* **Records from a data collection**
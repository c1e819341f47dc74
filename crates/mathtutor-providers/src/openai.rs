//! OpenAI-compatible chat completions provider.
//!
//! Also works against local servers that expose the same API (Ollama,
//! llama.cpp, vLLM) by pointing `base_url` at them.

use std::time::Instant;

use async_trait::async_trait;
use serde::{Deserialize, Serialize};
use tracing::instrument;

use mathtutor_core::error::ProviderError;
use mathtutor_core::traits::{
    GenerateRequest, GenerateResponse, LlmProvider, ModelInfo, TokenUsage,
};

const DEFAULT_BASE_URL: &str = "https://api.openai.com";
const DEFAULT_TIMEOUT_SECS: u64 = 120;

/// OpenAI-compatible API provider.
pub struct OpenAiProvider {
    api_key: String,
    base_url: String,
    org_id: Option<String>,
    client: reqwest::Client,
}

impl OpenAiProvider {
    pub fn new(api_key: &str, base_url: Option<String>, org_id: Option<String>) -> Self {
        let client = reqwest::Client::builder()
            .timeout(std::time::Duration::from_secs(DEFAULT_TIMEOUT_SECS))
            .build()
            .unwrap_or_else(|_| reqwest::Client::new());

        Self {
            api_key: api_key.to_string(),
            base_url: base_url.unwrap_or_else(|| DEFAULT_BASE_URL.to_string()),
            org_id,
            client,
        }
    }
}

#[derive(Serialize)]
struct OpenAiRequest {
    model: String,
    max_tokens: u32,
    temperature: f64,
    messages: Vec<OpenAiMessage>,
}

#[derive(Serialize)]
struct OpenAiMessage {
    role: &'static str,
    content: String,
}

#[derive(Deserialize)]
struct OpenAiResponse {
    choices: Vec<OpenAiChoice>,
    #[serde(default)]
    usage: OpenAiUsage,
    model: String,
}

#[derive(Deserialize)]
struct OpenAiChoice {
    message: OpenAiChoiceMessage,
}

#[derive(Deserialize)]
struct OpenAiChoiceMessage {
    #[serde(default)]
    content: Option<String>,
}

#[derive(Deserialize, Default)]
struct OpenAiUsage {
    #[serde(default)]
    prompt_tokens: u32,
    #[serde(default)]
    completion_tokens: u32,
    #[serde(default)]
    total_tokens: u32,
}

#[derive(Deserialize)]
struct OpenAiError {
    error: OpenAiErrorBody,
}

#[derive(Deserialize)]
struct OpenAiErrorBody {
    message: String,
}

#[async_trait]
impl LlmProvider for OpenAiProvider {
    fn name(&self) -> &str {
        "openai"
    }

    #[instrument(skip(self, request), fields(model = %request.model))]
    async fn generate(&self, request: &GenerateRequest) -> anyhow::Result<GenerateResponse> {
        let start = Instant::now();

        let mut messages = Vec::with_capacity(2);
        if let Some(system) = &request.system_prompt {
            messages.push(OpenAiMessage {
                role: "system",
                content: system.clone(),
            });
        }
        messages.push(OpenAiMessage {
            role: "user",
            content: request.prompt.clone(),
        });

        let body = OpenAiRequest {
            model: request.model.clone(),
            max_tokens: request.max_tokens,
            temperature: request.temperature,
            messages,
        };

        let mut req = self
            .client
            .post(format!("{}/v1/chat/completions", self.base_url))
            .header("Authorization", format!("Bearer {}", self.api_key))
            .header("content-type", "application/json");

        if let Some(org) = &self.org_id {
            req = req.header("OpenAI-Organization", org);
        }

        let response = req.json(&body).send().await.map_err(|e| {
            if e.is_timeout() {
                ProviderError::Timeout(DEFAULT_TIMEOUT_SECS)
            } else {
                ProviderError::NetworkError(e.to_string())
            }
        })?;

        let status = response.status().as_u16();
        if status == 429 {
            let retry_after = response
                .headers()
                .get("retry-after")
                .and_then(|v| v.to_str().ok())
                .and_then(|v| v.parse::<u64>().ok())
                .unwrap_or(5)
                * 1000;
            return Err(ProviderError::RateLimited {
                retry_after_ms: retry_after,
            }
            .into());
        }
        if status == 401 || status == 403 {
            let body = response.text().await.unwrap_or_default();
            return Err(ProviderError::AuthenticationFailed(body).into());
        }
        if status == 404 {
            return Err(ProviderError::ModelNotFound(request.model.clone()).into());
        }
        if status >= 400 {
            let body = response.text().await.unwrap_or_default();
            let message = serde_json::from_str::<OpenAiError>(&body)
                .map(|e| e.error.message)
                .unwrap_or(body);
            return Err(ProviderError::ApiError { status, message }.into());
        }

        let api_response: OpenAiResponse =
            response.json().await.map_err(|e| ProviderError::ApiError {
                status: 0,
                message: format!("failed to parse response: {e}"),
            })?;

        let latency_ms = start.elapsed().as_millis() as u64;
        let text = api_response
            .choices
            .into_iter()
            .next()
            .and_then(|c| c.message.content)
            .unwrap_or_default();

        Ok(GenerateResponse {
            text,
            model: api_response.model,
            token_usage: TokenUsage {
                prompt_tokens: api_response.usage.prompt_tokens,
                completion_tokens: api_response.usage.completion_tokens,
                total_tokens: api_response.usage.total_tokens,
            },
            latency_ms,
        })
    }

    fn available_models(&self) -> Vec<ModelInfo> {
        vec![
            ModelInfo {
                id: "gpt-4.1-mini".into(),
                name: "GPT-4.1 mini".into(),
                provider: "openai".into(),
                max_context: 1_047_576,
            },
            ModelInfo {
                id: "gpt-4o-mini".into(),
                name: "GPT-4o mini".into(),
                provider: "openai".into(),
                max_context: 128_000,
            },
        ]
    }
}
//! Mapping of lifecycle failures onto HTTP responses.

use axum::extract::rejection::JsonRejection;
use axum::http::StatusCode;
use axum::response::{IntoResponse, Response};
use axum::Json;
use serde_json::json;

use mathtutor_core::error::LifecycleError;

pub const GENERATION_FAILED: &str = "Failed to generate content from the generation service.";
pub const UNPARSABLE_PROBLEM: &str = "The generation service did not return a readable problem.";
pub const SESSION_NOT_FOUND: &str =
    "Could not find the correct answer for this problem. Please contact support.";
pub const SESSION_LOOKUP_FAILED: &str =
    "An error occurred while retrieving the problem details. Please try again.";

/// An error returned by a handler.
#[derive(Debug)]
pub enum ApiError {
    /// The request body could not be read as JSON of the expected shape.
    BadRequest(String),
    Lifecycle(LifecycleError),
}

impl From<LifecycleError> for ApiError {
    fn from(e: LifecycleError) -> Self {
        ApiError::Lifecycle(e)
    }
}

impl From<JsonRejection> for ApiError {
    fn from(rejection: JsonRejection) -> Self {
        ApiError::BadRequest(rejection.body_text())
    }
}

impl ApiError {
    /// Status code and JSON body for this error.
    ///
    /// Lookup failures on the submit path keep the answer-shaped body
    /// (`feedback_text`, `is_correct`) so clients can render them directly.
    fn parts(&self) -> (StatusCode, serde_json::Value) {
        match self {
            ApiError::BadRequest(message) => {
                (StatusCode::BAD_REQUEST, json!({ "error": message }))
            }
            ApiError::Lifecycle(e) => match e {
                LifecycleError::MissingField("prompt") => (
                    StatusCode::BAD_REQUEST,
                    json!({ "error": "Prompt is required" }),
                ),
                LifecycleError::MissingField(field) => (
                    StatusCode::BAD_REQUEST,
                    json!({ "error": format!("{field} is required") }),
                ),
                LifecycleError::Generation(_) => (
                    StatusCode::INTERNAL_SERVER_ERROR,
                    json!({ "error": GENERATION_FAILED }),
                ),
                LifecycleError::UnparsableProblem(_) => (
                    StatusCode::BAD_GATEWAY,
                    json!({ "error": UNPARSABLE_PROBLEM }),
                ),
                LifecycleError::SessionNotFound(_) => (
                    StatusCode::NOT_FOUND,
                    json!({ "feedback_text": SESSION_NOT_FOUND, "is_correct": false }),
                ),
                LifecycleError::SessionLookup { .. } => (
                    StatusCode::INTERNAL_SERVER_ERROR,
                    json!({ "feedback_text": SESSION_LOOKUP_FAILED, "is_correct": false }),
                ),
            },
        }
    }
}

impl IntoResponse for ApiError {
    fn into_response(self) -> Response {
        let (status, body) = self.parts();
        if status.is_server_error() {
            match &self {
                ApiError::Lifecycle(e) => tracing::error!(%status, "request failed: {e}"),
                ApiError::BadRequest(m) => tracing::error!(%status, "request failed: {m}"),
            }
        }
        (status, Json(body)).into_response()
    }
}
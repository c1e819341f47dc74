//! The `mathtutor init` command.

use anyhow::Result;

pub fn execute() -> Result<()> {
    if std::path::Path::new("mathtutor.toml").exists() {
        println!("mathtutor.toml already exists, skipping.");
    } else {
        std::fs::write("mathtutor.toml", SAMPLE_CONFIG)?;
        println!("Created mathtutor.toml");
    }

    println!("\nNext steps:");
    println!("  1. Export GEMINI_API_KEY (or edit mathtutor.toml)");
    println!("  2. Run: mathtutor play");
    println!("  3. Or serve the API: mathtutor serve");

    Ok(())
}

const SAMPLE_CONFIG: &str = r#"# mathtutor configuration

default_provider = "gemini"
default_model = "gemini-2.5-flash"
temperature = 0.7
max_tokens = 1024
max_retries = 2
retry_delay_ms = 1000
database_url = "sqlite://mathtutor.db"
bind_addr = "127.0.0.1:3000"

[providers.gemini]
type = "gemini"
api_key = "${GEMINI_API_KEY}"

[providers.openai]
type = "openai"
api_key = "${OPENAI_API_KEY}"

[providers.mock]
type = "mock"
"#;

* **TASK STATEMENT**
In the data above, start at the line that has "use serde_json::json;", stop after the line that has "by a handler.", and print every line in between exactly as it stands.

* **WRITTEN RESPONSE**
use serde_json::json;

use mathtutor_core::error::LifecycleError;

pub const GENERATION_FAILED: &str = "Failed to generate content from the generation service.";
pub const UNPARSABLE_PROBLEM: &str = "The generation service did not return a readable problem.";
pub const SESSION_NOT_FOUND: &str =
    "Could not find the correct answer for this problem. Please contact support.";
pub const SESSION_LOOKUP_FAILED: &str =
    "An error occurred while retrieving the problem details. Please try again.";

/// An error returned by a handler.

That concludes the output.